Так уверенны, так пылки,
Все им достается даром,
Исчезают их затылки
Где-то за Тверским бульваром.
Я ищу дом Огарёва,
Будем есть варенье с соком,
Скажем молодое слово
Или перейдем к урокам…
Судеб мира многоцветье,
Утопизма небылицы –
– Вот во что играют дети
Посреди своей столицы.
***
Моя прямая линия с чертом работает без перебоев.
Я сижу на стуле потертом, изучаю рисунок обоев.
Черт меня жалеет, по ручке гладит и кормит пиццей.
Только глаза сереют, да и блестят копытца.
«Ах ты бедная, Катя, ах тебе горе, горе,
Ум девице некстати, а силы в тебе не море,
Неудачная ты, несмеяна, невольница слога,
Будь спокойней, читай романы и надейся на Бога».
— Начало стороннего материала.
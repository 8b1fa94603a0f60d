use anyhow::{Result, bail};
use std::path::Path;

use crate::{
    consistency::{ConsistencyReport, check_data_dir},
    runtime::Runtime,
};

/// Print the consistency report of `data_dir`.
pub fn check_data<R: Runtime>(
    runtime: &R,
    data_dir: &Path,
    fail_on_findings: bool,
) -> Result<ConsistencyReport> {
    let report = check_data_dir(runtime, data_dir)?;
    print!("{}", report);

    if fail_on_findings && !report.is_clean() {
        bail!("{} unknown package name(s) found", report.findings());
    }
    Ok(report)
}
Обнимает меня и плачет, серенький, словно козлик.
И усмешку в гримасе прячет и сочувствие прячет возле,
И такой он весь человечный, понимающий, настоящий,
Что и вопль у него сердечный, и лоб у него блестящий.
«Не полюбит он тебя, Катя, будь ты чистым алмазом.
И останешься в результате одна и бедна, как Лазарь».
Так пророчит он, хитрый, поет и Псалтирь читает,
С запахом серы, селитры и магазинного чая.
«Я дал тебе, милая Катя, Тургенева, липы, аллеи,
Зачем ты в зеленке и вате хватаешь углы поострее?
Все мы, ангелы, бесы, очень переживаем!
За счастье моей принцессы болеем и Адом и Раем!»
Но вены нежившие белы, а пульс будто в коматозе.
Пока он пускает стрелы, я шевелюсь в навозе,
Я жизни жую объедки, вымазав рот землею,
А он подтирает салфеткой и поит святой водою.
Ты мой комфортный, теплый, исполненный благодати,
Зовущий пить пиво с воблой и зовущий меня просто Катей,
Гений святых эмпатий, подобный посланцу Бога, –
Ты совратил Праматерь, так хоть меня не трогай.
Екатерина Вахрамеева. Cтудентка 3 курса филологического факультета МГУ, занимаюсь в литературной студии "Луч" под руководством Игоря Волгина. Родом из Екатеринбурга, живу в Москве. Участвовала в разных конкурсах сетевой поэзии и пр., но очень заинтересована в том, чтобы выйти из подполья.